Helen Tewolde Appointed Director, Access Programs Support Office
From: Sandy Welsh, Vice-Provost, Students
Date: March 15, 2022
Re: Helen Tewolde Appointed Director, Access Programs Support Office
I am delighted to announce that Helen Tewolde has been appointed inaugural Director of the University of Toronto’s Access Programs Support Office, beginning April 18, 2022.
In this role, Helen will lead the newly established Access Programs Support Office with a tri-campus mandate to support and enhance student access initiatives across the institution. This office will play a key role in supporting access programming, partnerships and sustainability, and was developed in consultation with access partners to bolster collaboration and enhance resourcing. Specifically, the office will provide research, planning and funding support to divisions in the development and expansion of programming for students and communities that are underrepresented at the University of Toronto.

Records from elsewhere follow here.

//! Primary FITS header reader.
//!
//! Only the primary HDU header is read: 2880-byte blocks of 80-character
//! cards, terminated by an `END` card. Data units are never touched.
use crate::error::PipelineError;
use anyhow::{Context, Result};
use std::collections::BTreeMap;
use std::fs::File;
use std::io::Read;
use std::path::Path;

pub const BLOCK_LEN: usize = 2880;
pub const CARD_LEN: usize = 80;

/// Typed value of a header card.
#[derive(Debug, Clone, PartialEq)]
pub enum HeaderValue {
    Logical(bool),
    Integer(i64),
    Float(f64),
    Text(String),
    Undefined,
}

impl HeaderValue {
    /// YAML scalar used when the value seeds a generated document.
    pub fn to_yaml(&self) -> serde_yaml::Value {
        match self {
            HeaderValue::Logical(value) => serde_yaml::Value::Bool(*value),
            HeaderValue::Integer(value) => serde_yaml::Value::Number((*value).into()),
            HeaderValue::Float(value) => serde_yaml::Value::Number((*value).into()),
            HeaderValue::Text(value) => serde_yaml::Value::String(value.clone()),
            HeaderValue::Undefined => serde_yaml::Value::Null,
        }
    }
}

pub type Header = BTreeMap<String, HeaderValue>;

/// Read the primary header of `path` into a keyword map.
pub fn read_primary_header(path: &Path) -> Result<Header> {
    let mut file = File::open(path).with_context(|| format!("open {}", path.display()))?;
    let mut header = Header::new();
    let mut block = vec![0u8; BLOCK_LEN];
    let mut first_card = true;
    loop {
        let filled = read_block(&mut file, &mut block)
            .with_context(|| format!("read header block from {}", path.display()))?;
        if filled < BLOCK_LEN {
            return Err(invalid(path, "header ends before END card"));
        }
        for raw in block.chunks(CARD_LEN) {
            if !raw.is_ascii() {
                return Err(invalid(path, "header card is not ASCII"));
            }
            let card = std::str::from_utf8(raw)
                .map_err(|_| invalid(path, "header card is not ASCII"))?;
            let keyword = card[..8].trim_end();
            if first_card {
                if keyword != "SIMPLE" {
                    return Err(invalid(path, "first card is not SIMPLE"));
                }
                first_card = false;
            }
            if keyword == "END" {
                tracing::debug!(
                    path = %path.display(),
                    keys = header.len(),
                    "read primary header"
                );
                return Ok(header);
            }
            if let Some(value) = parse_card_value(card) {
                header.insert(keyword.to_string(), value);
            }
        }
    }
}

/// Look up a required keyword.
pub fn require<'a>(header: &'a Header, path: &Path, key: &str) -> Result<&'a HeaderValue> {
    header.get(key).ok_or_else(|| {
        PipelineError::MissingHeaderKey {
            path: path.to_path_buf(),
            key: key.to_string(),
        }
        .into()
    })
}

fn invalid(path: &Path, reason: &str) -> anyhow::Error {
    PipelineError::InvalidHeader {
        path: path.to_path_buf(),
        reason: reason.to_string(),
    }
    .into()
}

fn read_block(file: &mut File, block: &mut [u8]) -> std::io::Result<usize> {
    let mut filled = 0;
    while filled < block.len() {
        let read = file.read(&mut block[filled..])?;
        if read == 0 {
            break;
        }
        filled += read;
    }
    Ok(filled)
}

/// Parse the value field of a card, or `None` for commentary cards.
fn parse_card_value(card: &str) -> Option<HeaderValue> {
    let keyword = card[..8].trim_end();
    if keyword.is_empty() || keyword == "COMMENT" || keyword == "HISTORY" {
        return None;
    }
    if &card[8..10] != "= " {
        return None;
    }
    let field = card[10..].trim_start();
    if let Some(quoted) = field.strip_prefix('\'') {
        return Some(HeaderValue::Text(parse_quoted(quoted)));
    }
    let value = field.split('/').next().unwrap_or_default().trim();
    Some(parse_unquoted(value))
}

fn parse_quoted(rest: &str) -> String {
    let mut text = String::new();
    let mut chars = rest.chars().peekable();
    while let Some(ch) = chars.next() {
        if ch == '\'' {
            if chars.peek() == Some(&'\'') {
                chars.next();
                text.push('\'');
                continue;
            }
            break;
        }
        text.push(ch);
    }
    // Trailing blanks are not significant in FITS strings; leading ones are.
    text.trim_end().to_string()
}

fn parse_unquoted(value: &str) -> HeaderValue {
    match value {
        "" => HeaderValue::Undefined,
        "T" => HeaderValue::Logical(true),
        "F" => HeaderValue::Logical(false),
        _ => {
            if let Ok(int) = value.parse::<i64>() {
                return HeaderValue::Integer(int);
            }
            let normalized = value.replace(['D', 'd'], "E");
            match normalized.parse::<f64>() {
                Ok(float) => HeaderValue::Float(float),
                Err(_) => HeaderValue::Text(value.to_string()),
            }
        }
    }
}

#[cfg(test)]
mod tests {
    use super::*;
    use std::io::Write;

    fn card(text: &str) -> String {
        format!("{text:<80}")
    }

    fn write_fits(path: &Path, cards: &[&str]) {
        let mut bytes = String::new();
        for text in cards {
            bytes.push_str(&card(text));
        }
        while bytes.len() % BLOCK_LEN != 0 {
            bytes.push(' ');
        }
        let mut file = File::create(path).expect("create fits");
        file.write_all(bytes.as_bytes()).expect("write fits");
    }

    #[test]
    fn reads_typed_values_from_primary_header() {
        let dir = tempfile::tempdir().expect("create temp dir");
        let path = dir.path().join("light_0.fits");
        write_fits(
            &path,
            &[
                "SIMPLE  =                    T / conforms to FITS standard",
                "BITPIX  =                   16",
                "NAXIS   =                    0",
                "FIELD   = 'Vega    '           / target name",
                "OBSERVER= 'O''Brien'",
                "EXPTIME =                 30.5",
                "CCD-TEMP=              -1.5D+1",
                "BLANKV  =",
                "COMMENT this is commentary",
                "HISTORY reduced elsewhere",
                "END",
            ],
        );

        let header = read_primary_header(&path).expect("read header");
        assert_eq!(header.get("SIMPLE"), Some(&HeaderValue::Logical(true)));
        assert_eq!(header.get("BITPIX"), Some(&HeaderValue::Integer(16)));
        assert_eq!(header.get("FIELD"), Some(&HeaderValue::Text("Vega".into())));
        assert_eq!(
            header.get("OBSERVER"),
            Some(&HeaderValue::Text("O'Brien".into()))
        );
        assert_eq!(header.get("EXPTIME"), Some(&HeaderValue::Float(30.5)));
        assert_eq!(header.get("CCD-TEMP"), Some(&HeaderValue::Float(-15.0)));
        assert_eq!(header.get("BLANKV"), Some(&HeaderValue::Undefined));
        assert!(!header.contains_key("COMMENT"));
        assert!(!header.contains_key("HISTORY"));
    }

    #[test]
    fn header_spanning_two_blocks_is_read_to_end() {
        let dir = tempfile::tempdir().expect("create temp dir");
        let path = dir.path().join("big.fits");
        let fillers: Vec<String> = (0..40).map(|i| format!("KEY{i:<5}= {i}")).collect();
        let mut cards = vec!["SIMPLE  =                    T"];
        cards.extend(fillers.iter().map(String::as_str));
        cards.push("FIELD   = 'M42'");
        cards.push("END");
        write_fits(&path, &cards);

        let header = read_primary_header(&path).expect("read header");
        assert_eq!(header.get("KEY39"), Some(&HeaderValue::Integer(39)));
        assert_eq!(header.get("FIELD"), Some(&HeaderValue::Text("M42".into())));
    }

    #[test]
    fn rejects_files_without_end_card() {
        let dir = tempfile::tempdir().expect("create temp dir");
        let path = dir.path().join("truncated.fits");
        write_fits(&path, &["SIMPLE  =                    T"]);
        let err = read_primary_header(&path).unwrap_err();
        assert!(matches!(
            err.downcast_ref::<PipelineError>(),
            Some(PipelineError::InvalidHeader { .. })
        ));
    }

    #[test]
    fn rejects_non_fits_content() {
        let dir = tempfile::tempdir().expect("create temp dir");
        let path = dir.path().join("text.fits");
        std::fs::write(&path, "not a fits file").unwrap();
        assert!(read_primary_header(&path).is_err());

        let other = dir.path().join("other.fits");
        write_fits(&other, &["XTENSION= 'IMAGE   '", "END"]);
        assert!(read_primary_header(&other).is_err());
    }

    #[test]
    fn missing_required_key_is_reported() {
        let header = Header::new();
        let err = require(&header, Path::new("light_0.fits"), "FIELD").unwrap_err();
        assert!(matches!(
            err.downcast_ref::<PipelineError>(),
            Some(PipelineError::MissingHeaderKey { key, .. }) if key == "FIELD"
        ));
    }
}
//! Run configuration accumulated while exposure categories are staged.
//!
//! Every field ends up as a placeholder binding for the processing document.
//! Categories that were never staged keep the `"None"` sentinel and a zero count.
use crate::acquisition::StagedBatch;
use crate::render::Binding;
use anyhow::{anyhow, Result};
use serde::Serialize;
use serde_yaml::{Number, Value};
use std::collections::BTreeMap;
use std::path::{Path, PathBuf};

/// Value specinti reads as "not provided".
pub const ABSENT: &str = "None";

/// Header keyword holding the observed target name.
pub const TARGET_HEADER_KEY: &str = "FIELD";

/// Exposure categories known to the processing document.
#[derive(Debug, Clone, Copy, PartialEq, Eq, PartialOrd, Ord, Serialize)]
#[serde(rename_all = "snake_case")]
pub enum ExposureKind {
    Light,
    Dark,
    Offset,
    SpecFlat,
    SpecCalib,
}

impl ExposureKind {
    pub const ALL: [ExposureKind; 5] = [
        ExposureKind::Light,
        ExposureKind::Dark,
        ExposureKind::Offset,
        ExposureKind::SpecFlat,
        ExposureKind::SpecCalib,
    ];

    /// Filename prefix used for staged copies.
    pub fn staging_prefix(self) -> &'static str {
        match self {
            ExposureKind::Light => "light_",
            ExposureKind::Dark => "dark_",
            ExposureKind::Offset => "offset_",
            ExposureKind::SpecFlat => "flat_",
            ExposureKind::SpecCalib => "calib_",
        }
    }

    fn prefix_placeholder(self) -> &'static str {
        match self {
            ExposureKind::Light => "LIGHT_PREFIX",
            ExposureKind::Dark => "DARK_PREFIX",
            ExposureKind::Offset => "OFFSET_PREFIX",
            ExposureKind::SpecFlat => "SPEC_FLAT_PREFIX",
            ExposureKind::SpecCalib => "SPEC_CALIB_PREFIX",
        }
    }

    fn count_placeholder(self) -> &'static str {
        match self {
            ExposureKind::Light => "LIGHT_NB",
            ExposureKind::Dark => "DARK_NB",
            ExposureKind::Offset => "OFFSET_NB",
            ExposureKind::SpecFlat => "SPEC_FLAT_NB",
            ExposureKind::SpecCalib => "SPEC_CALIB_NB",
        }
    }
}

#[derive(Debug, Clone, Default, PartialEq, Eq, Serialize)]
pub struct ExposureSet {
    pub prefix: Option<String>,
    pub count: usize,
}

#[derive(Debug, Clone, Default, Serialize)]
pub struct RunConfig {
    exposures: BTreeMap<ExposureKind, ExposureSet>,
    target: Option<Value>,
    instrument_response: Option<PathBuf>,
}

impl RunConfig {
    pub fn record_exposures(&mut self, kind: ExposureKind, batch: &StagedBatch) {
        self.exposures.insert(
            kind,
            ExposureSet {
                prefix: Some(batch.prefix.clone()),
                count: batch.count,
            },
        );
    }

    pub fn exposures(&self, kind: ExposureKind) -> ExposureSet {
        self.exposures.get(&kind).cloned().unwrap_or_default()
    }

    pub fn set_target(&mut self, target: Value) {
        self.target = Some(target);
    }

    pub fn target(&self) -> Option<&Value> {
        self.target.as_ref()
    }

    pub fn set_instrument_response(&mut self, path: &Path) {
        self.instrument_response = Some(path.to_path_buf());
    }

    /// Bindings for every processing-document placeholder.
    pub fn bindings(&self) -> Result<Vec<Binding>> {
        let target = self
            .target
            .clone()
            .ok_or_else(|| anyhow!("target identifier was never recorded"))?;
        let mut bindings = vec![Binding::new("SIMBAD_NAME", target)];
        for kind in ExposureKind::ALL {
            let set = self.exposures(kind);
            let prefix = set.prefix.unwrap_or_else(|| ABSENT.to_string());
            bindings.push(Binding::new(kind.prefix_placeholder(), prefix));
            bindings.push(Binding::new(
                kind.count_placeholder(),
                Value::Number(Number::from(set.count as u64)),
            ));
        }
        let response = match &self.instrument_response {
            Some(path) => path.display().to_string(),
            None => ABSENT.to_string(),
        };
        bindings.push(Binding::new("INSTRUMENT_RESPONSE", response));
        Ok(bindings)
    }
}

Helen comes to the University from The Law Foundation of Ontario, where she was the Director of Policy and Programs. As member of the senior leadership team, Helen oversaw granting activities in support of the Foundation’s access to justice objectives, fostered relationships with grantees, justice sector organizations and other funders.
She has over a decade of management experience designing, developing and delivering evidence-based and data-informed public programs, policy responses, and systemic change innovations in higher education, employment and skill-development in partnership with Indigenous peoples and underrepresented communities. Prior to her work at the Foundation, Helen was Senior Researcher and Manager at the Higher Education Quality Council of Ontario (HEQCO). She has also held management positions at George Brown College, Council of Educators of Toronto, City of Toronto and United Way Toronto.
Alongside her efforts in Canada, Helen has worked in research consultancy and advisory capacities on a range of international development, humanitarian, and security issues. These include transitional justice and Track II diplomacy, education for development, and the role of diasporas in Canadian foreign policy. She has authored reports or supported research for organizations such as African Union, Mosaic Institute, Global Campaign for Education, Walter and Duncan Gordon Foundation and United Nations University for Peace.
Please join me in welcoming Helen into this new role and to the University of Toronto. I am thrilled to have her on board as we establish this new office and further expand our institutional support for access at the University.